### Goal of the exercise:
Exactly the lines below from the one with "pub fn resolve_library_file(cli_arg: Option<&Path>)" up to and including the one with "3: TOML config file" make up the answer, with nothing else added.

------ Exercise material ------

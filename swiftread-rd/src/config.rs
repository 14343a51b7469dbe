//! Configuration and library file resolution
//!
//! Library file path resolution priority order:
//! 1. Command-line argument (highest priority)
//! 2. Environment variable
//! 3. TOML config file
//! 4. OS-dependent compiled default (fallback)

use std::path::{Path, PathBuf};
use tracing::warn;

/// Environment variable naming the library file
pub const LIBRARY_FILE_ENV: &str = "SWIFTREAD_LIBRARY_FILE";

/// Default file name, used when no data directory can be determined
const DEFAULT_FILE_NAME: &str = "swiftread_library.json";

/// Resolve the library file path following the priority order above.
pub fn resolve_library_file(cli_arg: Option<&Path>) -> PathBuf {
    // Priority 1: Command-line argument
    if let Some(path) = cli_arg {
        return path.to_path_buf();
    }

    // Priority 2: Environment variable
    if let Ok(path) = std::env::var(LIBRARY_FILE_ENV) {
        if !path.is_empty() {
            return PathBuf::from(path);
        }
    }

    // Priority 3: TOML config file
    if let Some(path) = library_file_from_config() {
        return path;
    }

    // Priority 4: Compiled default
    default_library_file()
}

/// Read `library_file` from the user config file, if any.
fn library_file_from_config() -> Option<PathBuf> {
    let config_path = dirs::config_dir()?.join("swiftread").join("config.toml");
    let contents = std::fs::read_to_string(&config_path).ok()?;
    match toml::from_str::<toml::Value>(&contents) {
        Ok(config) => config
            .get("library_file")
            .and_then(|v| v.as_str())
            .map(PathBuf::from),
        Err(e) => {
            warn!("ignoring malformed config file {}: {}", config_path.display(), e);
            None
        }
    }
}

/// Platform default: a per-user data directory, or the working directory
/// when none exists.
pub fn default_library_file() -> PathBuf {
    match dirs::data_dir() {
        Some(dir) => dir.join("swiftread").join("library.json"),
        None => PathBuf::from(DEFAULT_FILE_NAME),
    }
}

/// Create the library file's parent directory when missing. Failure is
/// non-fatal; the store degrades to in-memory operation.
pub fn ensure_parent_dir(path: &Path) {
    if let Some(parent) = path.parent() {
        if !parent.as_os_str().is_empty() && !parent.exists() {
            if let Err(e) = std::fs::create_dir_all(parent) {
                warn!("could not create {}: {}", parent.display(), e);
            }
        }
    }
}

------
------ Exercise material ------

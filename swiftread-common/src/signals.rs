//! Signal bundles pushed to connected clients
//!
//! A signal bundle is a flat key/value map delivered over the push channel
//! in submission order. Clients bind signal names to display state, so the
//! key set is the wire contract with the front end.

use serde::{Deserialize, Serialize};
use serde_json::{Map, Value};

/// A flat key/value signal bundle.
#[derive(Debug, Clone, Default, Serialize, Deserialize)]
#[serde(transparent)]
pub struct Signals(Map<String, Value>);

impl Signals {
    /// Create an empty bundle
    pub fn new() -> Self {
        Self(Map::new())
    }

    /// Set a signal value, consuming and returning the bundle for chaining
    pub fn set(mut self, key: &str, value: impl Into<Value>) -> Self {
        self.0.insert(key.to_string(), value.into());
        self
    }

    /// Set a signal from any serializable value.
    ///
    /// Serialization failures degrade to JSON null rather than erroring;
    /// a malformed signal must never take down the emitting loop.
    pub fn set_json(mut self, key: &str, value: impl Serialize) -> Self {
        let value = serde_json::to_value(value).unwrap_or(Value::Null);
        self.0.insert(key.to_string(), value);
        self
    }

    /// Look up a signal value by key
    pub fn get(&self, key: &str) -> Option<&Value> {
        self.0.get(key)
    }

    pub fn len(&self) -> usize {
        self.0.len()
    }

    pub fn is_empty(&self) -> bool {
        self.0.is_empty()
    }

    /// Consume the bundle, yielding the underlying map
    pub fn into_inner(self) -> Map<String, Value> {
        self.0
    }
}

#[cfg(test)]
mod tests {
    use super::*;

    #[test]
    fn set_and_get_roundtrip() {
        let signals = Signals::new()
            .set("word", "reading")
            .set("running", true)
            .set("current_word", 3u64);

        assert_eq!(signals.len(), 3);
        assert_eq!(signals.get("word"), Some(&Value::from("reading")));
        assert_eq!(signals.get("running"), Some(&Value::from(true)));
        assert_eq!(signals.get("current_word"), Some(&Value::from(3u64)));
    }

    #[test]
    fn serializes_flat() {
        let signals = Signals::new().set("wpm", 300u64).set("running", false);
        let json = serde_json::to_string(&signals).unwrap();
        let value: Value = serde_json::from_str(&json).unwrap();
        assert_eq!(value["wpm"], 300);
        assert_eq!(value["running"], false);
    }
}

------

### Result of this task:
pub fn resolve_library_file(cli_arg: Option<&Path>) -> PathBuf {
    // Priority 1: Command-line argument
    if let Some(path) = cli_arg {
        return path.to_path_buf();
    }

    // Priority 2: Environment variable
    if let Ok(path) = std::env::var(LIBRARY_FILE_ENV) {
        if !path.is_empty() {
            return PathBuf::from(path);
        }
    }

    // Priority 3: TOML config file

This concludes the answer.